国会議員に限らず、政治家の仕事は目に見える成果がすぐに出ない。10年20年という歳月を必要とすることもある。任期を終えた後に審判が下されることは珍しくない。短期的な仕事の成果で有権者に名前を覚えてもらい、知名度を高めるのは難しい職といえるだろう。新人議員のうちは、仕事を選ばずにがむしゃらに仕事をする事で政治家として成長し、少しずつ顔と名前を売るしかない。
そんな成果が出にくく名前を覚えてもらいにくい国会議員だが、その一方で”タレント議員”は新人でも世間に顔と名前を覚えてもらえる有利な立場にある。タレント議員の定義は明確ではないが、一般的に芸能・スポーツ・文化などの世界で活躍してから政界に転身した議員を指す。

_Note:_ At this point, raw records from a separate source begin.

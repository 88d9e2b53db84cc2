// LabWired - Firmware Simulation Platform
// Copyright (C) 2026 Andrii Shylenko
//
// This software is released under the MIT License.
// See the LICENSE file in the project root for full license information.

use core::fmt::Write;

use crate::{EnableOutput, Radio};

/// Observable state of the enable line.
#[derive(Debug, Clone, Copy, PartialEq, Eq, Default)]
pub enum EnableLevel {
    /// Power-on state: the pin is an output that was never written.
    #[default]
    Low,
    High,
}

impl EnableLevel {
    /// `1` enables; every other value, including garbage, disables.
    pub fn from_state(value: i32) -> Self {
        if value == 1 {
            EnableLevel::High
        } else {
            EnableLevel::Low
        }
    }

    pub fn is_high(self) -> bool {
        matches!(self, EnableLevel::High)
    }

    /// Status line written to the serial log.
    pub fn label(self) -> &'static str {
        match self {
            EnableLevel::High => "ON",
            EnableLevel::Low => "OFF",
        }
    }
}

impl From<bool> for EnableLevel {
    fn from(high: bool) -> Self {
        if high {
            EnableLevel::High
        } else {
            EnableLevel::Low
        }
    }
}

/// The receive loop: owns the radio, the enable line and the log sink.
#[derive(Debug)]
pub struct Receiver<R, O, L> {
    radio: R,
    output: O,
    log: L,
    state: Option<i32>,
    level: EnableLevel,
}

impl<R, O, L> Receiver<R, O, L>
where
    R: Radio,
    O: EnableOutput,
    L: Write,
{
    /// The output is not written until the first message arrives.
    pub fn new(radio: R, output: O, log: L) -> Self {
        Self {
            radio,
            output,
            log,
            state: None,
            level: EnableLevel::Low,
        }
    }

    /// Runs one iteration of the loop.
    ///
    /// Returns the level that was applied, or `None` when no message was
    /// pending (in which case nothing is touched).
    pub fn poll(&mut self) -> Option<EnableLevel> {
        let value = self.radio.try_receive()?;
        self.state = Some(value);

        let level = EnableLevel::from_state(value);
        self.output.set_output(level.is_high());
        self.level = level;

        // Serial.println framing; a full or broken console is ignored.
        let _ = write!(self.log, "{}\r\n", level.label());
        Some(level)
    }

    pub fn run(&mut self) -> ! {
        loop {
            self.poll();
        }
    }

    /// Last received value, `None` until the first message.
    pub fn state(&self) -> Option<i32> {
        self.state
    }

    pub fn level(&self) -> EnableLevel {
        self.level
    }

    pub fn radio(&self) -> &R {
        &self.radio
    }

    pub fn radio_mut(&mut self) -> &mut R {
        &mut self.radio
    }

    pub fn output(&self) -> &O {
        &self.output
    }

    pub fn log(&self) -> &L {
        &self.log
    }

    pub fn log_mut(&mut self) -> &mut L {
        &mut self.log
    }
}

#[cfg(test)]
mod tests {
    use super::*;
    use std::collections::VecDeque;

    #[derive(Default)]
    struct ScriptedRadio {
        inbox: VecDeque<i32>,
        polls: usize,
    }

    impl ScriptedRadio {
        fn with(values: &[i32]) -> Self {
            Self {
                inbox: values.iter().copied().collect(),
                polls: 0,
            }
        }
    }

    impl Radio for ScriptedRadio {
        fn try_receive(&mut self) -> Option<i32> {
            self.polls += 1;
            self.inbox.pop_front()
        }
    }

    #[derive(Default)]
    struct RecordingOutput {
        writes: Vec<bool>,
    }

    impl EnableOutput for RecordingOutput {
        fn set_output(&mut self, high: bool) {
            self.writes.push(high);
        }
    }

    fn receiver(values: &[i32]) -> Receiver<ScriptedRadio, RecordingOutput, String> {
        Receiver::new(
            ScriptedRadio::with(values),
            RecordingOutput::default(),
            String::new(),
        )
    }

    #[test]
    fn test_one_turns_output_on() {
        let mut rx = receiver(&[1]);
        assert_eq!(rx.poll(), Some(EnableLevel::High));
        assert_eq!(rx.output().writes, vec![true]);
        assert_eq!(rx.log(), "ON\r\n");
        assert_eq!(rx.state(), Some(1));
    }

    #[test]
    fn test_zero_turns_output_off() {
        let mut rx = receiver(&[0]);
        assert_eq!(rx.poll(), Some(EnableLevel::Low));
        assert_eq!(rx.output().writes, vec![false]);
        assert_eq!(rx.log(), "OFF\r\n");
    }

    #[test]
    fn test_negative_value_is_off() {
        let mut rx = receiver(&[-5]);
        assert_eq!(rx.poll(), Some(EnableLevel::Low));
        assert_eq!(rx.output().writes, vec![false]);
        assert_eq!(rx.log(), "OFF\r\n");
        assert_eq!(rx.state(), Some(-5));
    }

    #[test]
    fn test_any_value_other_than_one_is_off() {
        for v in [2, -1, i32::MAX, i32::MIN, 0x0101, 256] {
            assert_eq!(EnableLevel::from_state(v), EnableLevel::Low, "value {v}");
        }
        assert_eq!(EnableLevel::from_state(1), EnableLevel::High);
    }

    #[test]
    fn test_idle_iterations_change_nothing() {
        let mut rx = receiver(&[1]);
        rx.poll();
        for _ in 0..10 {
            assert_eq!(rx.poll(), None);
        }
        assert_eq!(rx.radio().polls, 11);
        assert_eq!(rx.output().writes, vec![true]);
        assert_eq!(rx.log(), "ON\r\n");
        assert_eq!(rx.level(), EnableLevel::High);
        assert_eq!(rx.state(), Some(1));
    }

    #[test]
    fn test_repeated_value_does_not_toggle() {
        let mut rx = receiver(&[1, 1, 0, 0]);
        while rx.poll().is_some() {}
        assert_eq!(rx.output().writes, vec![true, true, false, false]);
        assert_eq!(rx.log(), "ON\r\nON\r\nOFF\r\nOFF\r\n");
        assert_eq!(rx.level(), EnableLevel::Low);
    }

    #[test]
    fn test_initial_state_is_low_and_unwritten() {
        let rx = receiver(&[]);
        assert_eq!(rx.level(), EnableLevel::Low);
        assert_eq!(rx.state(), None);
        assert!(rx.output().writes.is_empty());
        assert!(rx.log().is_empty());
    }

    #[test]
    fn test_borrowed_parts_satisfy_capabilities() {
        let mut radio = ScriptedRadio::with(&[1]);
        let mut out = RecordingOutput::default();
        let mut log = String::new();
        {
            let mut rx = Receiver::new(&mut radio, &mut out, &mut log);
            rx.poll();
        }
        assert_eq!(out.writes, vec![true]);
        assert_eq!(log, "ON\r\n");
    }
}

タレント議員は、それまでの経歴から華やかなイメージで見られることが多く、逆に政治の勉強をしていないと批判されることも珍しくない。筆者はこれまでに何人ものタレント議員を取材してきた。また、長年にわたって初登院日の国会正門で新人議員を撮り続けてきた。初登院日の国会正門前は、多くの支援者が集まることが恒例になっている。今回も朝8時から国会正門前で初登院する新人議員を待ち続けた。
正門前で30分かけた初登院
通常、新人議員は初登院日にいち早く来る。なぜなら、初登院日は普段ならベテラン議員に向けられがちな取材陣のカメラが新人議員に向けられる数少ない機会だからだ。早く国会正門前に来れば、それだけテレビに露出するチャンスは増える。もともと知名度のアドバンテージがあるタレント議員であっても、ここで少しでも注目を集めるよう振る舞うことが多い。